impl OrderService {
    /// Create a new OrderService instance
    pub fn new(db: PgPool, config: &Config) -> Self {
        Self {
            db,
            eta_offset: Duration::hours(config.delivery.estimated_delivery_offset_hours),
        }
    }

    /// Place an order from the student's cart.
    ///
    /// Snapshots the cart lines, matches the delivery window to a slot,
    /// re-validates the applied offer, computes the summary, and persists
    /// everything in one transaction. The offer's usage count is bumped at
    /// most once per order id, guarded by a redemption row.
    pub async fn place_order(&self, student_id: Uuid, input: PlaceOrderInput) -> AppResult<Order> {
        if input.delivery_address.trim().is_empty() {
            return Err(AppError::Validation {
                field: "delivery_address".to_string(),
                message: "Delivery address cannot be empty".to_string(),
            });
        }

        let cart = CartService::new(self.db.clone());
        let items = cart.items(student_id).await?;
        if items.is_empty() {
            return Err(AppError::Validation {
                field: "cart".to_string(),
                message: "Cart is empty".to_string(),
            });
        }
        let store_id = items[0].store_id;
        let store = StoreService::new(self.db.clone()).get_store(store_id).await?;

        // Fix the delivery fee by matching the requested window to a slot
        let slots = SlotService::new(self.db.clone()).list_slots(store_id).await?;
        let slot_match = engine::match_delivery_slot(
            &slots,
            input.delivery_start_time,
            input.delivery_end_time,
        )?;

        // Re-validate offers at placement, not just at display
        let lines: Vec<engine::CartLine> = items.iter().map(engine::CartLine::from).collect();
        let today = ist_date(Utc::now());
        let offer_service = OfferService::new(self.db.clone());
        let annotation = match input.applied_offer_id {
            Some(offer_id) => {
                let offer = offer_service.get_offer(offer_id).await?;
                if offer.store_id != store_id {
                    return Err(EngineError::InvalidOfferScope.into());
                }
                engine::apply_offer(&offer, &lines, today)?
            }
            None => {
                let offers = offer_service.list_active_for_store(store_id).await?;
                engine::resolve_offers(&offers, &lines, today)
            }
        };

        let summary = engine::compute_summary(
            &annotation.items,
            store.gst_percentage,
            slot_match.delivery_fee,
        )
        .rounded();

        // Names for the immutable item snapshots
        let names = self.product_names(&items.iter().map(|i| i.product_id).collect::<Vec<_>>()).await?;

        let mut tx = self.db.begin().await?;

        let order_id = sqlx::query_scalar::<_, Uuid>(
            r#"
            INSERT INTO orders (student_id, store_id, delivery_address,
                                delivery_start_time, delivery_end_time,
                                delivery_slot_id, delivery_fee,
                                original_subtotal, total_discount, subtotal,
                                gst_amount, total_amount, status)
            VALUES ($1, $2, $3, $4, $5, $6, $7, $8, $9, $10, $11, $12, 'pending')
            RETURNING id
            "#,
        )
        .bind(student_id)
        .bind(store_id)
        .bind(input.delivery_address.trim())
        .bind(input.delivery_start_time.to_string())
        .bind(input.delivery_end_time.to_string())
        .bind(slot_match.slot_id)
        .bind(summary.delivery_fee)
        .bind(summary.original_subtotal)
        .bind(summary.total_discount)
        .bind(summary.subtotal)
        .bind(summary.gst_amount)
        .bind(summary.total)
        .fetch_one(&mut *tx)
        .await?;

        for annotated in &annotation.items {
            let name = names
                .iter()
                .find(|(id, _)| *id == annotated.product_id)
                .map(|(_, name)| name.clone())
                .unwrap_or_default();
            let discount_info = annotated
                .discount
                .as_ref()
                .map(serde_json::to_value)
                .transpose()
                .map_err(|e| AppError::Internal(format!("Discount serialization failed: {}", e)))?;

            sqlx::query(
                r#"
                INSERT INTO order_items (order_id, product_id, product_name,
                                         unit_price, quantity, subtotal, discount_info)
                VALUES ($1, $2, $3, $4, $5, $6, $7)
                "#,
            )
            .bind(order_id)
            .bind(annotated.product_id)
            .bind(&name)
            .bind(annotated.unit_price)
            .bind(annotated.quantity as i32)
            .bind(annotated.subtotal.round_dp(2))
            .bind(discount_info)
            .execute(&mut *tx)
            .await?;
        }

        // Redeem the offer exactly once per order id. The redemption row is
        // the idempotency guard; the usage-count bump is a compare-and-swap
        // against the cap.
        if let Some(offer_id) = annotation.applied_offer_id {
            let redeemed = sqlx::query(
                r#"
                INSERT INTO offer_redemptions (offer_id, order_id)
                VALUES ($1, $2)
                ON CONFLICT (offer_id, order_id) DO NOTHING
                "#,
            )
            .bind(offer_id)
            .bind(order_id)
            .execute(&mut *tx)
            .await?;

            if redeemed.rows_affected() == 1 {
                let bumped = sqlx::query(
                    r#"
                    UPDATE offers
                    SET usage_count = usage_count + 1
                    WHERE id = $1 AND (offer_limit = 0 OR usage_count < offer_limit)
                    "#,
                )
                .bind(offer_id)
                .execute(&mut *tx)
                .await?;

                if bumped.rows_affected() == 0 {
                    // Another order exhausted the cap between display and now
                    return Err(EngineError::OfferLimitReached.into());
                }
            }
        }

        // Cart is ephemeral: placement consumes it
        sqlx::query("DELETE FROM cart_items WHERE student_id = $1")
            .bind(student_id)
            .execute(&mut *tx)
            .await?;

        tx.commit().await?;

        tracing::info!("Order {} placed for store {}", order_id, store_id);

        NotificationService::new(self.db.clone())
            .notify_best_effort(
                store.seller_id,
                "New order received",
                &format!("Order for {} is awaiting your confirmation", summary.total),
                NotificationKind::Order,
                Some(order_id),
            )
            .await;

        self.load_order(order_id).await
    }

    /// A student's orders, newest first
    pub async fn list_for_student(&self, student_id: Uuid) -> AppResult<Vec<Order>> {
        let rows = sqlx::query_as::<_, OrderRow>(&format!(
            "SELECT {} FROM orders WHERE student_id = $1 ORDER BY order_date DESC",
            ORDER_COLUMNS
        ))
        .bind(student_id)
        .fetch_all(&self.db)
        .await?;

        self.assemble_all(rows).await
    }

    /// A student's order by id
    pub async fn get_for_student(&self, student_id: Uuid, order_id: Uuid) -> AppResult<Order> {
        let order = self.load_order(order_id).await?;
        if order.student_id != student_id {
            return Err(AppError::NotFound("Order".to_string()));
        }
        Ok(order)
    }

    /// A store's orders, optionally filtered by status, newest first
    pub async fn list_for_store(
        &self,
        store_id: Uuid,
        status: Option<OrderStatus>,
    ) -> AppResult<Vec<Order>> {
        let rows = match status {
            Some(status) => {
                sqlx::query_as::<_, OrderRow>(&format!(
                    "SELECT {} FROM orders WHERE store_id = $1 AND status = $2 \
                     ORDER BY order_date DESC",
                    ORDER_COLUMNS
                ))
                .bind(store_id)
                .bind(status.as_str())
                .fetch_all(&self.db)
                .await?
            }
            None => {
                sqlx::query_as::<_, OrderRow>(&format!(
                    "SELECT {} FROM orders WHERE store_id = $1 ORDER BY order_date DESC",
                    ORDER_COLUMNS
                ))
                .bind(store_id)
                .fetch_all(&self.db)
                .await?
            }
        };

        self.assemble_all(rows).await
    }

    /// A store's order by id
    pub async fn get_for_store(&self, store_id: Uuid, order_id: Uuid) -> AppResult<Order> {
        let order = self.load_order(order_id).await?;
        if order.store_id != store_id {
            return Err(AppError::NotFound("Order".to_string()));
        }
        Ok(order)
    }

    /// Advance an order through its lifecycle on behalf of the seller.
    ///
    /// The engine validates the edge; persistence re-checks the precondition
    /// with `WHERE status = <expected>` so a concurrent transition (e.g. a
    /// double-clicked accept) is applied once, and the loser observes the
    /// already-updated status as an illegal transition.
    pub async fn transition(
        &self,
        store_id: Uuid,
        order_id: Uuid,
        input: TransitionInput,
    ) -> AppResult<Order> {
        let order = self.get_for_store(store_id, order_id).await?;
        let roster = StoreService::new(self.db.clone())
            .get_roster(store_id)
            .await?;

        let outcome = engine::apply_transition(
            order.status,
            TransitionRequest {
                target: input.status,
                confirmed: input.confirmed,
            },
            &TransitionContext {
                now: Utc::now(),
                eta_offset: self.eta_offset,
                roster: &roster,
            },
        )?;

        let updated = sqlx::query(
            r#"
            UPDATE orders
            SET status = $1,
                estimated_delivery_time = COALESCE($2, estimated_delivery_time),
                delivery_person_contact = COALESCE($3, delivery_person_contact)
            WHERE id = $4 AND status = $5
            "#,
        )
        .bind(outcome.status.as_str())
        .bind(outcome.estimated_delivery_time)
        .bind(&outcome.delivery_person_contact)
        .bind(order_id)
        .bind(order.status.as_str())
        .execute(&self.db)
        .await?;

        if updated.rows_affected() == 0 {
            // Lost the race: report against the status that actually holds
            let fresh = self.load_order(order_id).await?;
            return Err(EngineError::IllegalTransition {
                from: fresh.status,
                to: input.status,
            }
            .into());
        }

        tracing::info!(
            "Order {} moved {} -> {}",
            order_id,
            order.status,
            outcome.status
        );

        let student_user = sqlx::query_scalar::<_, Uuid>(
            "SELECT user_id FROM student_profiles WHERE id = $1",
        )
        .bind(order.student_id)
        .fetch_optional(&self.db)
        .await?;
        if let Some(user_id) = student_user {
            NotificationService::new(self.db.clone())
                .notify_best_effort(
                    user_id,
                    "Order status updated",
                    &format!("Your order is now {}", outcome.status),
                    NotificationKind::Order,
                    Some(order_id),
                )
                .await;
        }

        self.load_order(order_id).await
    }

    async fn product_names(&self, product_ids: &[Uuid]) -> AppResult<Vec<(Uuid, String)>> {
        let rows = sqlx::query_as::<_, (Uuid, String)>(
            "SELECT id, name FROM products WHERE id = ANY($1)",
        )
        .bind(product_ids)
        .fetch_all(&self.db)
        .await?;
        Ok(rows)
    }

    async fn load_order(&self, order_id: Uuid) -> AppResult<Order> {
        let row = sqlx::query_as::<_, OrderRow>(&format!(
            "SELECT {} FROM orders WHERE id = $1",
            ORDER_COLUMNS
        ))
        .bind(order_id)
        .fetch_optional(&self.db)
        .await?
        .ok_or_else(|| AppError::NotFound("Order".to_string()))?;

        self.assemble(row).await
    }

    async fn assemble_all(&self, rows: Vec<OrderRow>) -> AppResult<Vec<Order>> {
        let mut orders = Vec::with_capacity(rows.len());
        for row in rows {
            orders.push(self.assemble(row).await?);
        }
        Ok(orders)
    }

    async fn assemble(&self, row: OrderRow) -> AppResult<Order> {
        let item_rows = sqlx::query_as::<_, OrderItemRow>(
            r#"
            SELECT product_id, product_name, unit_price, quantity, subtotal, discount_info
            FROM order_items
            WHERE order_id = $1
            ORDER BY product_name
            "#,
        )
        .bind(row.id)
        .fetch_all(&self.db)
        .await?;

        let items = item_rows
            .into_iter()
            .map(|item| {
                let discount: Option<AppliedDiscount> = item
                    .discount_info
                    .map(serde_json::from_value)
                    .transpose()
                    .map_err(|e| {
                        AppError::Internal(format!("Bad discount_info in order item: {}", e))
                    })?;
                Ok(OrderItem {
                    product_id: item.product_id,
                    product_name: item.product_name,
                    unit_price: item.unit_price,
                    quantity: item.quantity.max(0) as u32,
                    subtotal: item.subtotal,
                    discount,
                })
            })
            .collect::<AppResult<Vec<_>>>()?;

        let status = OrderStatus::from_str(&row.status)
            .ok_or_else(|| AppError::Internal(format!("Unknown order status '{}'", row.status)))?;
        let delivery_start_time: TimeOfDay = row
            .delivery_start_time
            .parse()
            .map_err(|e| AppError::Internal(format!("Bad delivery_start_time: {}", e)))?;
        let delivery_end_time: TimeOfDay = row
            .delivery_end_time
            .parse()
            .map_err(|e| AppError::Internal(format!("Bad delivery_end_time: {}", e)))?;

        Ok(Order {
            id: row.id,
            student_id: row.student_id,
            store_id: row.store_id,
            items,
            delivery_address: row.delivery_address,
            delivery_start_time,
            delivery_end_time,
            delivery_slot_id: row.delivery_slot_id,
            delivery_fee: row.delivery_fee,
            original_subtotal: row.original_subtotal,
            total_discount: row.total_discount,
            subtotal: row.subtotal,
            gst_amount: row.gst_amount,
            total_amount: row.total_amount,
            status,
            estimated_delivery_time: row.estimated_delivery_time,
            delivery_person_contact: row.delivery_person_contact,
            order_date: row.order_date,
        })
    }
}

What needs to be done>
For the records above, state how many lines contain the word "INSERT". Give only the number.

Exercise response>
3